Hyperparameters in classification


Hyperparameters can be thought of settings used for training. For example, we might choose to train slowly or quickly. Hyperparameters affect training, and so affect the final model performance. Exactly which hyperparameters are available depends on the kind of model we're training. We usually experiment with hyperparameters to optimize our model’s performance.

Random forests as an example

Random forests have different kinds of hyperparameters available. With random forests specifically, the line between architectural decisions hyperparameters can be blurry. This is because hyperparameters don’t only affect the parameters inside the model, but also how the trees and forest are structured.

Recall that at the beginning of training each decision tree is provided numerous samples, such as 100 gymnasts, some of whom won medals. A tree must be built that progressively divides these samples into smaller subgroups of athletes. The goal is that these subgroups contain athletes that are alike, such as within each subgroup all athletes won medals, or all didn't. Let’s explore some hyperparameters that can affect this training process.

Criteria to split on

During training, the optimizer must decide when to split a node. There are different ways decisions like this can be made, and which method is chosen is called a hyperparameter. In essence, different methods refer to different ways to assess how similar a sample is.

Common methods split nodes are based on information theory. This can roughly be thought of as splitting a sample so that the two resulting subsamples are ‘purer’ than the original. The methods available differ slightly and can result in slight differences in the final resulting tree, very similarly to how cost functions used for gradient descent can give different final models. We'll experiment with two criteria in the next set of exercises.

Minimum impurity decrease

The criterion used to split nodes can be further customized. For example, setting the minimum purity decrease means that a node can only be split if it will improve the model by a certain amount or more. There are several related hyperparameters that can block new nodes being created, such as the maximum depth or the minimum number of samples at a node.

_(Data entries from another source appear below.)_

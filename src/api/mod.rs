pub mod error;
pub mod legend;
pub mod lines;
pub mod stations;
pub mod train_stops;
pub mod trains;

pub use error::{ApiError, ErrorResponse};

use axum::extract::{Query, State};
use axum::http::{header, HeaderValue, Method, StatusCode};
use axum::response::{IntoResponse, Response};
use axum::routing::any;
use axum::{Json, Router};
use serde::{Deserialize, Serialize};
use sqlx::SqlitePool;

#[derive(Clone)]
pub struct AppState {
    pub pool: SqlitePool,
}

pub fn router(pool: SqlitePool) -> Router {
    Router::new()
        .route("/", any(dispatch))
        .with_state(AppState { pool })
}

/// Query parameters recognized across the whole surface. The frontend sends
/// everything as strings, so ids are parsed here rather than by serde.
#[derive(Debug, Default, Deserialize)]
pub struct QueryParams {
    /// Resource selector; empty when absent.
    #[serde(default)]
    pub path: String,
    pub schedule_id: Option<String>,
    pub train_id: Option<String>,
    pub id: Option<String>,
}

/// The five resource kinds reachable through the `path` query parameter.
#[derive(Debug, Clone, Copy, PartialEq, Eq)]
pub enum Resource {
    Lines,
    Stations,
    Trains,
    TrainStops,
    Legend,
}

impl Resource {
    fn from_path(path: &str) -> Option<Self> {
        match path {
            "lines" => Some(Self::Lines),
            "stations" => Some(Self::Stations),
            "trains" => Some(Self::Trains),
            "train_stops" => Some(Self::TrainStops),
            "legend" => Some(Self::Legend),
            _ => None,
        }
    }
}

/// Methods the surface supports. Anything else is 405 before routing.
#[derive(Debug, Clone, Copy)]
enum Verb {
    Get,
    Post,
    Put,
    Delete,
}

impl Verb {
    fn from_method(method: &Method) -> Option<Self> {
        if *method == Method::GET {
            Some(Self::Get)
        } else if *method == Method::POST {
            Some(Self::Post)
        } else if *method == Method::PUT {
            Some(Self::Put)
        } else if *method == Method::DELETE {
            Some(Self::Delete)
        } else {
            None
        }
    }
}

/// Status plus the JSON payload a handler produced; the envelope is stamped
/// on in exactly one place.
pub(crate) type Reply = (StatusCode, serde_json::Value);

/// Single entry point for the whole API: the resource is carried in the
/// `path` query parameter, mirroring the function-URL contract the frontend
/// was written against.
#[utoipa::path(
    method(get, post, put, delete),
    path = "/",
    params(
        ("path" = String, Query, description = "Resource kind: lines | stations | trains | train_stops | legend"),
        ("schedule_id" = Option<String>, Query, description = "Schedule filter for trains and legend, default 1"),
        ("train_id" = Option<String>, Query, description = "Optional train filter for train_stops"),
        ("id" = Option<String>, Query, description = "Target row id for DELETE"),
    ),
    responses(
        (status = 200, description = "List, update, or delete result"),
        (status = 201, description = "Created row"),
        (status = 400, description = "Validation failure or malformed body", body = ErrorResponse),
        (status = 404, description = "Unknown resource or no matching row", body = ErrorResponse),
        (status = 405, description = "Unsupported method", body = ErrorResponse),
        (status = 409, description = "Relational constraint violation", body = ErrorResponse),
        (status = 500, description = "Storage failure", body = ErrorResponse),
    ),
    tag = "graph"
)]
pub async fn dispatch(
    State(state): State<AppState>,
    method: Method,
    Query(params): Query<QueryParams>,
    body: String,
) -> Response {
    if method == Method::OPTIONS {
        return preflight();
    }

    let Some(verb) = Verb::from_method(&method) else {
        return ApiError::MethodNotAllowed.into_response();
    };
    let Some(resource) = Resource::from_path(&params.path) else {
        return ApiError::UnknownRoute.into_response();
    };

    match route(&state.pool, verb, resource, &params, &body).await {
        Ok((status, payload)) => respond(status, &payload),
        Err(err) => err.into_response(),
    }
}

/// The route table. Total over (verb, resource); pairs the surface does not
/// expose (legend create/delete) fall through to 404 without a storage call.
async fn route(
    pool: &SqlitePool,
    verb: Verb,
    resource: Resource,
    params: &QueryParams,
    body: &str,
) -> Result<Reply, ApiError> {
    match (verb, resource) {
        (Verb::Get, Resource::Lines) => lines::list(pool).await,
        (Verb::Get, Resource::Stations) => stations::list(pool).await,
        (Verb::Get, Resource::Trains) => trains::list(pool, params).await,
        (Verb::Get, Resource::TrainStops) => train_stops::list(pool, params).await,
        (Verb::Get, Resource::Legend) => legend::list(pool, params).await,

        (Verb::Post, Resource::Lines) => lines::create(pool, body).await,
        (Verb::Post, Resource::Stations) => stations::create(pool, body).await,
        (Verb::Post, Resource::Trains) => trains::create(pool, body).await,
        (Verb::Post, Resource::TrainStops) => train_stops::create(pool, body).await,
        (Verb::Post, Resource::Legend) => Err(ApiError::UnknownRoute),

        (Verb::Put, Resource::Lines) => lines::update(pool, body).await,
        (Verb::Put, Resource::Stations) => stations::update(pool, body).await,
        (Verb::Put, Resource::Trains) => trains::update(pool, body).await,
        (Verb::Put, Resource::TrainStops) => train_stops::update(pool, body).await,
        (Verb::Put, Resource::Legend) => legend::update(pool, body).await,

        (Verb::Delete, Resource::Lines) => lines::delete(pool, params).await,
        (Verb::Delete, Resource::Stations) => stations::delete(pool, params).await,
        (Verb::Delete, Resource::Trains) => trains::delete(pool, params).await,
        (Verb::Delete, Resource::TrainStops) => train_stops::delete(pool, params).await,
        (Verb::Delete, Resource::Legend) => Err(ApiError::UnknownRoute),
    }
}

/// OPTIONS short-circuits with the fixed preflight header set and never
/// touches storage.
fn preflight() -> Response {
    let mut response = StatusCode::OK.into_response();
    let headers = response.headers_mut();
    headers.insert(
        header::ACCESS_CONTROL_ALLOW_ORIGIN,
        HeaderValue::from_static("*"),
    );
    headers.insert(
        header::ACCESS_CONTROL_ALLOW_METHODS,
        HeaderValue::from_static("GET, POST, PUT, DELETE, OPTIONS"),
    );
    headers.insert(
        header::ACCESS_CONTROL_ALLOW_HEADERS,
        HeaderValue::from_static("Content-Type"),
    );
    headers.insert(
        header::ACCESS_CONTROL_MAX_AGE,
        HeaderValue::from_static("86400"),
    );
    response
}

/// The one place responses are built: JSON body plus the open CORS header.
pub(crate) fn respond<T: Serialize>(status: StatusCode, payload: &T) -> Response {
    let mut response = (status, Json(payload)).into_response();
    response.headers_mut().insert(
        header::ACCESS_CONTROL_ALLOW_ORIGIN,
        HeaderValue::from_static("*"),
    );
    response
}

pub(crate) fn reply<T: Serialize>(status: StatusCode, payload: &T) -> Result<Reply, ApiError> {
    Ok((status, serde_json::to_value(payload)?))
}

/// Decode a JSON request body into the expected payload shape.
pub(crate) fn parse_body<T: serde::de::DeserializeOwned>(body: &str) -> Result<T, ApiError> {
    serde_json::from_str(body).map_err(|e| ApiError::BadJson(e.to_string()))
}

/// Updates are keyed by an `id` field the client must supply.
pub(crate) fn require_body_id(id: Option<i64>) -> Result<i64, ApiError> {
    let id = id.ok_or_else(|| ApiError::Validation("ID is required".to_string()))?;
    crate::validate::positive_id(id, "id")?;
    Ok(id)
}

/// Deletes are keyed by an `id` query parameter.
pub(crate) fn require_query_id(params: &QueryParams) -> Result<i64, ApiError> {
    let raw = params
        .id
        .as_deref()
        .ok_or_else(|| ApiError::Validation("ID is required".to_string()))?;
    let id = parse_int_param(raw, "id")?;
    crate::validate::positive_id(id, "id")?;
    Ok(id)
}

/// `schedule_id` arrives as a string and defaults to the first schedule.
pub(crate) fn schedule_id_param(params: &QueryParams) -> Result<i64, ApiError> {
    match params.schedule_id.as_deref() {
        None => Ok(1),
        Some(raw) => parse_int_param(raw, "schedule_id"),
    }
}

pub(crate) fn train_id_param(params: &QueryParams) -> Result<Option<i64>, ApiError> {
    params
        .train_id
        .as_deref()
        .map(|raw| parse_int_param(raw, "train_id"))
        .transpose()
}

fn parse_int_param(raw: &str, field: &str) -> Result<i64, ApiError> {
    raw.parse()
        .map_err(|_| ApiError::Validation(format!("{field} must be an integer")))
}

#[cfg(test)]
pub(crate) mod testutil {
    use sqlx::sqlite::SqlitePoolOptions;
    use sqlx::SqlitePool;

    /// Fresh in-memory database with the migration set applied. A single
    /// connection, otherwise each pooled connection would see its own
    /// empty memory store.
    pub async fn pool() -> SqlitePool {
        let pool = SqlitePoolOptions::new()
            .max_connections(1)
            .connect("sqlite::memory:")
            .await
            .expect("in-memory pool");
        sqlx::migrate!("./migrations")
            .run(&pool)
            .await
            .expect("migrations");
        pool
    }

    /// Query params carrying only an `id`, as a DELETE request would.
    pub fn id_params(id: i64) -> super::QueryParams {
        super::QueryParams {
            id: Some(id.to_string()),
            ..Default::default()
        }
    }

    /// Seed one line and return its id.
    pub async fn seed_line(pool: &SqlitePool, name: &str) -> i64 {
        let body = serde_json::json!({ "name": name }).to_string();
        let (_, row) = super::lines::create(pool, &body).await.expect("seed line");
        row["id"].as_i64().unwrap()
    }

    /// Seed one station and return its id.
    pub async fn seed_station(pool: &SqlitePool, name: &str, position: i64) -> i64 {
        let body = serde_json::json!({
            "name": name,
            "position": position,
            "distance_km": position as f64 * 10.0,
        })
        .to_string();
        let (_, row) = super::stations::create(pool, &body)
            .await
            .expect("seed station");
        row["id"].as_i64().unwrap()
    }

    /// Seed one train between two stations and return its id.
    pub async fn seed_train(
        pool: &SqlitePool,
        schedule_id: i64,
        number: &str,
        from: i64,
        to: i64,
    ) -> i64 {
        let body = serde_json::json!({
            "schedule_id": schedule_id,
            "number": number,
            "type": "passenger",
            "departure_station_id": from,
            "arrival_station_id": to,
            "departure_time": 480,
            "arrival_time": 540,
            "color": "#0EA5E9",
        })
        .to_string();
        let (_, row) = super::trains::create(pool, &body).await.expect("seed train");
        row["id"].as_i64().unwrap()
    }
}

The reason we restrict a tree growing too far is to avoid overfitting. Bigger trees are better at matching the training dataset, but they can become so tuned to this training set that they stop working for other data. In other words, restricting how complex a tree becomes can reduce its tendency to overfit.

Maximum number of features

When trees in a random forest are created, they're provided with a subset of training data to fit, and a list of features to use. Importantly, each tree can receive different collections of features. For example, one tree may use Weight and Height, while another uses Height and Age.

Increasing the maximum number of features each tree may receive is likely to improve how well each tree can fit the training set, as more information is provided. Whether this aids or impairs its abilities on the test set can require experimentation. This is because always providing many features can mean that trees in the forest end up more similar to one-other, reducing the advantage of a random forest over a simple decision tree. Finding the balance between these extremes usually requires some experimentation.


Model fitting usually relies, at some point, on random numbers. Computers don't produce truly random numbers, but rather contain rules that state how to produce a list of random numbers, given an initial number, called the random seed.

For example, if our seed value was 10, and takes the first three ‘random’ numbers, the computer might produce 0.75, 0.13, 0.68. While these numbers appear random, every time we seed from 10, we'll get the same set of numbers.

In machine learning, we use random numbers to initialize the model’s parameters and/or to split datasets into training and test sets. If the random seed is set, the random values used during the training process will be the same every time we rerun our code. Meaning that each time we rerun our code, we assign the same data to test or training sets and train models that have the same initialization state (initial parameters).

By contrast, if we don't set the seed, the computer will select one for us-for example, based on the time-which means that running our training twice can give slightly different results.

The random seed isn't strictly a hyperparameter, but we introduce it here to highlight that this external parameter can play a role in the effectiveness of training. While this is usually minor, if the model is very complex, and/or the amount of data available is small, the test-set performance of the model can be markedly different if two different seeds are used. In such situations, often it pays to run training with multiple different seeds to assess to what degree your model design is adequate, and to what degree your performance is simply ‘blind luck’.